Collected data
-=-=-=-=-
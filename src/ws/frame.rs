//! RFC 6455 frame codec.
//!
//! ```text
//!  0                   1                   2                   3
//!  0 1 2 3 4 5 6 7 8 9 0 1 2 3 4 5 6 7 8 9 0 1 2 3 4 5 6 7 8 9 0 1
//! +-+-+-+-+-------+-+-------------+-------------------------------+
//! |F|R|R|R| opcode|M| Payload len |    Extended payload length    |
//! |I|S|S|S|  (4)  |A|     (7)     |             (16/64)           |
//! |N|V|V|V|       |S|             |   (if payload len==126/127)   |
//! +-+-+-+-+-------+-+-------------+ - - - - - - - - - - - - - - - +
//! |                 Masking-key, if MASK set to 1                 |
//! +---------------------------------------------------------------+
//! :                         Payload Data                          :
//! +---------------------------------------------------------------+
//! ```
//!
//! [`Frame::payload`] always holds the unmasked bytes. Masking is applied
//! on encode and removed on decode.

use super::error::ProtocolError;
use bytes::{Buf, BufMut, Bytes, BytesMut};

/// Largest payload a control frame may carry.
pub const MAX_CONTROL_PAYLOAD: usize = 125;

/// Frame opcode (4 bits).
#[derive(Debug, Clone, Copy, PartialEq, Eq, Hash)]
#[repr(u8)]
pub enum Opcode {
    Continuation = 0x0,
    Text = 0x1,
    Binary = 0x2,
    Close = 0x8,
    Ping = 0x9,
    Pong = 0xA,
}

impl Opcode {
    pub fn from_u8(value: u8) -> Result<Self, ProtocolError> {
        match value {
            0x0 => Ok(Self::Continuation),
            0x1 => Ok(Self::Text),
            0x2 => Ok(Self::Binary),
            0x8 => Ok(Self::Close),
            0x9 => Ok(Self::Ping),
            0xA => Ok(Self::Pong),
            _ => Err(ProtocolError::InvalidOpcode(value)),
        }
    }

    pub fn as_u8(self) -> u8 {
        self as u8
    }

    /// Close, Ping and Pong.
    pub fn is_control(self) -> bool {
        matches!(self, Self::Close | Self::Ping | Self::Pong)
    }
}

/// Which end of the connection a codec speaks for.
///
/// A client decodes server frames, which must be unmasked. A server
/// decodes client frames, which must be masked.
#[derive(Debug, Clone, Copy, PartialEq, Eq)]
pub enum Role {
    Client,
    Server,
}

/// A single WebSocket frame.
#[derive(Debug, Clone, PartialEq, Eq)]
pub struct Frame {
    pub fin: bool,
    /// RSV1..RSV3 in the low three bits.
    pub rsv: u8,
    pub opcode: Opcode,
    pub mask: Option<[u8; 4]>,
    pub payload: Bytes,
}

impl Frame {
    pub fn new(opcode: Opcode, payload: impl Into<Bytes>) -> Self {
        Self {
            fin: true,
            rsv: 0,
            opcode,
            mask: None,
            payload: payload.into(),
        }
    }

    pub fn text(payload: impl Into<Bytes>) -> Self {
        Self::new(Opcode::Text, payload)
    }

    pub fn binary(payload: impl Into<Bytes>) -> Self {
        Self::new(Opcode::Binary, payload)
    }

    pub fn continuation(payload: impl Into<Bytes>) -> Self {
        Self::new(Opcode::Continuation, payload)
    }

    pub fn ping(payload: impl Into<Bytes>) -> Self {
        Self::new(Opcode::Ping, payload)
    }

    pub fn pong(payload: impl Into<Bytes>) -> Self {
        Self::new(Opcode::Pong, payload)
    }

    pub fn close(payload: impl Into<Bytes>) -> Self {
        Self::new(Opcode::Close, payload)
    }

    pub fn with_fin(mut self, fin: bool) -> Self {
        self.fin = fin;
        self
    }

    pub fn with_mask(mut self, key: [u8; 4]) -> Self {
        self.mask = Some(key);
        self
    }

    /// Size of the encoded frame in bytes.
    pub fn encoded_len(&self) -> usize {
        let len = self.payload.len();
        let ext = match len {
            0..=125 => 0,
            126..=65535 => 2,
            _ => 8,
        };
        let mask = if self.mask.is_some() { 4 } else { 0 };
        2 + ext + mask + len
    }

    /// Append the wire form of this frame to `dst`.
    pub fn encode(&self, dst: &mut BytesMut) {
        dst.reserve(self.encoded_len());

        let mut first = self.opcode.as_u8() | ((self.rsv & 0x07) << 4);
        if self.fin {
            first |= 0x80;
        }
        dst.put_u8(first);

        let mask_bit = if self.mask.is_some() { 0x80 } else { 0 };
        let len = self.payload.len();
        if len <= 125 {
            dst.put_u8(mask_bit | len as u8);
        } else if len <= 65535 {
            dst.put_u8(mask_bit | 126);
            dst.put_u16(len as u16);
        } else {
            dst.put_u8(mask_bit | 127);
            dst.put_u64(len as u64);
        }

        match self.mask {
            Some(key) => {
                dst.put_slice(&key);
                let start = dst.len();
                dst.put_slice(&self.payload);
                apply_mask(&mut dst[start..], key);
            }
            None => dst.put_slice(&self.payload),
        }
    }
}

/// XOR `buf` with the repeating 4-byte `key`. Applying it twice restores
/// the input.
pub fn apply_mask(buf: &mut [u8], key: [u8; 4]) {
    let mut chunks = buf.chunks_exact_mut(4);
    for chunk in &mut chunks {
        for (b, k) in chunk.iter_mut().zip(key) {
            *b ^= k;
        }
    }
    for (b, k) in chunks.into_remainder().iter_mut().zip(key) {
        *b ^= k;
    }
}

/// Incremental frame decoder.
///
/// [`FrameCodec::decode`] takes bytes out of the buffer only when a whole
/// frame is present, so it can be called again after every read.
#[derive(Debug, Clone)]
pub struct FrameCodec {
    role: Role,
    max_payload_size: Option<usize>,
}

impl FrameCodec {
    pub fn new(role: Role) -> Self {
        Self {
            role,
            max_payload_size: None,
        }
    }

    pub fn client() -> Self {
        Self::new(Role::Client)
    }

    pub fn server() -> Self {
        Self::new(Role::Server)
    }

    /// Reject frames whose declared payload exceeds `max`.
    pub fn with_max_payload_size(mut self, max: Option<usize>) -> Self {
        self.max_payload_size = max;
        self
    }

    pub fn role(&self) -> Role {
        self.role
    }

    /// Decode one frame from the front of `src`.
    ///
    /// Returns `Ok(None)` when more bytes are needed. Size limits are
    /// checked from the header, before the payload is buffered.
    pub fn decode(&self, src: &mut BytesMut) -> Result<Option<Frame>, ProtocolError> {
        if src.len() < 2 {
            return Ok(None);
        }

        let first = src[0];
        let second = src[1];
        let fin = first & 0x80 != 0;
        let rsv = (first >> 4) & 0x07;
        let masked = second & 0x80 != 0;
        let len7 = second & 0x7F;

        if rsv != 0 {
            return Err(ProtocolError::ReservedBitsSet);
        }
        let opcode = Opcode::from_u8(first & 0x0F)?;
        if opcode.is_control() {
            if !fin {
                return Err(ProtocolError::FragmentedControlFrame);
            }
            if len7 as usize > MAX_CONTROL_PAYLOAD {
                return Err(ProtocolError::ControlFrameTooLarge(len7 as usize));
            }
        }
        match (self.role, masked) {
            (Role::Client, true) => return Err(ProtocolError::MaskedServerFrame),
            (Role::Server, false) => return Err(ProtocolError::UnmaskedClientFrame),
            _ => {}
        }

        let (payload_len, mut header_len) = match len7 {
            126 => {
                if src.len() < 4 {
                    return Ok(None);
                }
                (u16::from_be_bytes([src[2], src[3]]) as u64, 4)
            }
            127 => {
                if src.len() < 10 {
                    return Ok(None);
                }
                let mut ext = [0u8; 8];
                ext.copy_from_slice(&src[2..10]);
                let len = u64::from_be_bytes(ext);
                if len & (1 << 63) != 0 {
                    return Err(ProtocolError::InvalidPayloadLength);
                }
                (len, 10)
            }
            n => (n as u64, 2),
        };

        if let Some(max) = self.max_payload_size {
            if payload_len > max as u64 {
                return Err(ProtocolError::PayloadTooLarge {
                    size: payload_len,
                    max,
                });
            }
        }
        let payload_len = usize::try_from(payload_len).map_err(|_| {
            ProtocolError::PayloadTooLarge {
                size: payload_len,
                max: usize::MAX,
            }
        })?;

        let mask = if masked {
            if src.len() < header_len + 4 {
                return Ok(None);
            }
            let key = [
                src[header_len],
                src[header_len + 1],
                src[header_len + 2],
                src[header_len + 3],
            ];
            header_len += 4;
            Some(key)
        } else {
            None
        };

        let total = header_len.saturating_add(payload_len);
        if src.len() < total {
            src.reserve(total - src.len());
            return Ok(None);
        }

        src.advance(header_len);
        let mut payload = src.split_to(payload_len);
        if let Some(key) = mask {
            apply_mask(&mut payload, key);
        }

        Ok(Some(Frame {
            fin,
            rsv,
            opcode,
            mask,
            payload: payload.freeze(),
        }))
    }
}
//! Client side of the RFC 6455 opening handshake.
//!
//! ```http
//! GET /chat HTTP/1.1
//! Host: server.example.com
//! Upgrade: websocket
//! Connection: Upgrade
//! Sec-WebSocket-Key: dGhlIHNhbXBsZSBub25jZQ==
//! Sec-WebSocket-Version: 13
//! ```
//!
//! The server must answer `101 Switching Protocols` with
//! `Sec-WebSocket-Accept: s3pPLMBiTxaQ9kYGzzhZRbK+xOo=` for that key.

use super::error::HandshakeError;
use crate::base::neterror::NetError;
use crate::base::random::random_bytes;
use base64::engine::general_purpose::STANDARD;
use base64::Engine;
use bytes::{BufMut, Bytes, BytesMut};
use http::header::{HeaderName, HeaderValue};
use http::{HeaderMap, StatusCode};
use url::Url;

/// GUID appended to the client key before hashing.
pub const WS_GUID: &str = "258EAFA5-E914-47DA-95CA-C5AB0DC85B11";

/// Upper bound on the response status line and headers.
pub const MAX_RESPONSE_HEADER_SIZE: usize = 16 * 1024;

const SEC_WEBSOCKET_KEY: &str = "sec-websocket-key";
const SEC_WEBSOCKET_ACCEPT: &str = "sec-websocket-accept";
const SEC_WEBSOCKET_VERSION: &str = "sec-websocket-version";
const SEC_WEBSOCKET_PROTOCOL: &str = "sec-websocket-protocol";
const SEC_WEBSOCKET_EXTENSIONS: &str = "sec-websocket-extensions";

/// Headers the handshake writes itself. Caller-supplied copies are dropped.
const RESERVED_HEADERS: &[&str] = &[
    "host",
    "upgrade",
    "connection",
    SEC_WEBSOCKET_KEY,
    SEC_WEBSOCKET_VERSION,
    SEC_WEBSOCKET_PROTOCOL,
    SEC_WEBSOCKET_EXTENSIONS,
];

/// `base64(SHA-1(key ++ GUID))`.
pub fn compute_accept_key(client_key: &str) -> String {
    let mut input = Vec::with_capacity(client_key.len() + WS_GUID.len());
    input.extend_from_slice(client_key.as_bytes());
    input.extend_from_slice(WS_GUID.as_bytes());
    STANDARD.encode(boring::sha::sha1(&input))
}

/// Fresh `Sec-WebSocket-Key`: 16 random bytes, base64 encoded.
pub fn generate_key() -> Result<String, NetError> {
    let nonce = random_bytes::<16>()?;
    Ok(STANDARD.encode(nonce))
}

fn is_token(s: &str) -> bool {
    !s.is_empty()
        && s.bytes().all(|b| {
            b.is_ascii_alphanumeric() || b"!#$%&'*+-.^_`|~".contains(&b)
        })
}

/// Accepted `101` response.
#[derive(Debug, Clone)]
pub struct HandshakeResponse {
    pub status: StatusCode,
    pub headers: HeaderMap,
    /// Subprotocol the server selected, if any.
    pub subprotocol: Option<String>,
}

/// Builds the Upgrade request and validates the server's answer.
#[derive(Debug, Clone)]
pub struct ClientHandshake {
    resource: String,
    host: String,
    key: String,
    protocols: Vec<String>,
    headers: HeaderMap,
}

impl ClientHandshake {
    /// Handshake for `url` with a freshly generated key.
    pub fn new(url: &Url) -> Result<Self, NetError> {
        Ok(Self::with_key(url, generate_key()?))
    }

    /// Handshake for `url` with a fixed key.
    pub fn with_key(url: &Url, key: impl Into<String>) -> Self {
        let mut resource = url.path().to_string();
        if resource.is_empty() {
            resource.push('/');
        }
        if let Some(query) = url.query() {
            resource.push('?');
            resource.push_str(query);
        }

        let host = url.host_str().unwrap_or_default();
        // url reports no port when it is the scheme default (80 / 443)
        let host = match url.port() {
            Some(port) => format!("{host}:{port}"),
            None => host.to_string(),
        };

        Self {
            resource,
            host,
            key: key.into(),
            protocols: Vec::new(),
            headers: HeaderMap::new(),
        }
    }

    /// Offer these subprotocols, in preference order.
    pub fn protocols<I, S>(mut self, protocols: I) -> Self
    where
        I: IntoIterator<Item = S>,
        S: Into<String>,
    {
        self.protocols = protocols.into_iter().map(Into::into).collect();
        self
    }

    /// Extra request headers.
    pub fn headers(mut self, headers: HeaderMap) -> Self {
        self.headers = headers;
        self
    }

    pub fn key(&self) -> &str {
        &self.key
    }

    pub fn resource(&self) -> &str {
        &self.resource
    }

    pub fn host(&self) -> &str {
        &self.host
    }

    /// Serialized HTTP/1.1 Upgrade request.
    pub fn request(&self) -> Result<Bytes, HandshakeError> {
        if let Some(bad) = self.protocols.iter().find(|p| !is_token(p)) {
            return Err(HandshakeError::InvalidRequestHeader(format!(
                "subprotocol {bad:?} is not a token"
            )));
        }

        let mut buf = BytesMut::with_capacity(256);
        buf.put_slice(format!("GET {} HTTP/1.1\r\n", self.resource).as_bytes());
        buf.put_slice(format!("Host: {}\r\n", self.host).as_bytes());
        buf.put_slice(b"Upgrade: websocket\r\n");
        buf.put_slice(b"Connection: Upgrade\r\n");
        buf.put_slice(format!("Sec-WebSocket-Key: {}\r\n", self.key).as_bytes());
        buf.put_slice(b"Sec-WebSocket-Version: 13\r\n");
        if !self.protocols.is_empty() {
            buf.put_slice(
                format!("Sec-WebSocket-Protocol: {}\r\n", self.protocols.join(", ")).as_bytes(),
            );
        }
        for (name, value) in &self.headers {
            if RESERVED_HEADERS.contains(&name.as_str()) {
                tracing::warn!(header = %name, "ignoring handshake header set by the client");
                continue;
            }
            buf.put_slice(name.as_str().as_bytes());
            buf.put_slice(b": ");
            buf.put_slice(value.as_bytes());
            buf.put_slice(b"\r\n");
        }
        buf.put_slice(b"\r\n");
        Ok(buf.freeze())
    }

    /// Parse and validate the server's response from the start of `buf`.
    ///
    /// Returns `Ok(None)` until the blank line ending the headers has
    /// arrived. On success also returns how many bytes the response
    /// occupied; anything after that belongs to the frame stream.
    pub fn parse_response(
        &self,
        buf: &[u8],
    ) -> Result<Option<(HandshakeResponse, usize)>, HandshakeError> {
        let Some(end) = find_header_end(buf) else {
            if buf.len() > MAX_RESPONSE_HEADER_SIZE {
                return Err(HandshakeError::ResponseTooLarge(MAX_RESPONSE_HEADER_SIZE));
            }
            return Ok(None);
        };
        if end > MAX_RESPONSE_HEADER_SIZE {
            return Err(HandshakeError::ResponseTooLarge(MAX_RESPONSE_HEADER_SIZE));
        }

        let (status, reason, headers) = parse_head(&buf[..end])?;
        let response = self.validate(status, reason, headers)?;
        Ok(Some((response, end + 4)))
    }

    fn validate(
        &self,
        status: StatusCode,
        reason: String,
        headers: HeaderMap,
    ) -> Result<HandshakeResponse, HandshakeError> {
        if status != StatusCode::SWITCHING_PROTOCOLS {
            return Err(HandshakeError::BadStatus {
                status: status.as_u16(),
                reason,
            });
        }

        let upgrade = header_str(&headers, "upgrade");
        if !upgrade.is_some_and(|v| v.trim().eq_ignore_ascii_case("websocket")) {
            return Err(HandshakeError::InvalidHeader {
                name: "Upgrade",
                value: upgrade.map(str::to_string),
            });
        }

        let has_upgrade_token = headers
            .get_all(http::header::CONNECTION)
            .iter()
            .filter_map(|v| v.to_str().ok())
            .flat_map(|v| v.split(','))
            .any(|token| token.trim().eq_ignore_ascii_case("upgrade"));
        if !has_upgrade_token {
            return Err(HandshakeError::InvalidHeader {
                name: "Connection",
                value: header_str(&headers, "connection").map(str::to_string),
            });
        }

        let accept = header_str(&headers, SEC_WEBSOCKET_ACCEPT)
            .ok_or(HandshakeError::MissingAccept)?
            .trim();
        let expected = compute_accept_key(&self.key);
        if accept != expected {
            return Err(HandshakeError::AcceptMismatch {
                expected,
                actual: accept.to_string(),
            });
        }

        if let Some(ext) = header_str(&headers, SEC_WEBSOCKET_EXTENSIONS) {
            if !ext.trim().is_empty() {
                return Err(HandshakeError::UnexpectedExtension(ext.trim().to_string()));
            }
        }

        let subprotocol = match header_str(&headers, SEC_WEBSOCKET_PROTOCOL).map(str::trim) {
            None | Some("") => None,
            Some(selected) => {
                if !self.protocols.iter().any(|p| p == selected) {
                    return Err(HandshakeError::UnexpectedSubprotocol(selected.to_string()));
                }
                Some(selected.to_string())
            }
        };

        Ok(HandshakeResponse {
            status,
            headers,
            subprotocol,
        })
    }
}

fn find_header_end(buf: &[u8]) -> Option<usize> {
    let limit = buf.len().min(MAX_RESPONSE_HEADER_SIZE + 4);
    buf[..limit].windows(4).position(|w| w == b"\r\n\r\n")
}

fn trim_ows(mut value: &[u8]) -> &[u8] {
    while let [b' ' | b'\t', rest @ ..] = value {
        value = rest;
    }
    while let [rest @ .., b' ' | b'\t'] = value {
        value = rest;
    }
    value
}

fn header_str<'a>(headers: &'a HeaderMap, name: &str) -> Option<&'a str> {
    headers.get(name).and_then(|v| v.to_str().ok())
}

fn malformed(msg: impl Into<String>) -> HandshakeError {
    HandshakeError::MalformedResponse(msg.into())
}

/// Split the response head (without the final CRLFCRLF) into status,
/// reason phrase and headers.
fn parse_head(head: &[u8]) -> Result<(StatusCode, String, HeaderMap), HandshakeError> {
    let mut lines = head
        .split(|&b| b == b'\n')
        .map(|line| line.strip_suffix(b"\r").unwrap_or(line));

    let status_line = lines.next().unwrap_or_default();
    let status_line =
        std::str::from_utf8(status_line).map_err(|_| malformed("status line is not UTF-8"))?;
    let mut parts = status_line.splitn(3, ' ');
    let version = parts.next().unwrap_or_default();
    if !version.starts_with("HTTP/1.") {
        return Err(malformed(format!("unexpected status line {status_line:?}")));
    }
    let code = parts.next().unwrap_or_default();
    if code.len() != 3 {
        return Err(malformed(format!("invalid status code {code:?}")));
    }
    let status = code
        .parse::<u16>()
        .ok()
        .and_then(|c| StatusCode::from_u16(c).ok())
        .ok_or_else(|| malformed(format!("invalid status code {code:?}")))?;
    let reason = parts.next().unwrap_or_default().to_string();

    let mut headers = HeaderMap::new();
    for line in lines {
        if line.first().is_some_and(|b| *b == b' ' || *b == b'\t') {
            return Err(malformed("obsolete header line folding"));
        }
        let colon = line
            .iter()
            .position(|&b| b == b':')
            .ok_or_else(|| malformed("header line without ':'"))?;
        let name = HeaderName::from_bytes(&line[..colon])
            .map_err(|_| malformed("invalid header name"))?;
        let value = trim_ows(&line[colon + 1..]);
        let value =
            HeaderValue::from_bytes(value).map_err(|_| malformed("invalid header value"))?;
        headers.append(name, value);
    }

    Ok((status, reason, headers))
}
-=-=-=-=-
Working from the records above, write out verbatim only the lines from the line containing "if src.len() < total" through the line containing "use base64::engine::general_purpose::STANDARD;".

        if src.len() < total {
            src.reserve(total - src.len());
            return Ok(None);
        }

        src.advance(header_len);
        let mut payload = src.split_to(payload_len);
        if let Some(key) = mask {
            apply_mask(&mut payload, key);
        }

        Ok(Some(Frame {
            fin,
            rsv,
            opcode,
            mask,
            payload: payload.freeze(),
        }))
    }
}
//! Client side of the RFC 6455 opening handshake.
//!
//! ```http
//! GET /chat HTTP/1.1
//! Host: server.example.com
//! Upgrade: websocket
//! Connection: Upgrade
//! Sec-WebSocket-Key: dGhlIHNhbXBsZSBub25jZQ==
//! Sec-WebSocket-Version: 13
//! ```
//!
//! The server must answer `101 Switching Protocols` with
//! `Sec-WebSocket-Accept: s3pPLMBiTxaQ9kYGzzhZRbK+xOo=` for that key.

use super::error::HandshakeError;
use crate::base::neterror::NetError;
use crate::base::random::random_bytes;
use base64::engine::general_purpose::STANDARD;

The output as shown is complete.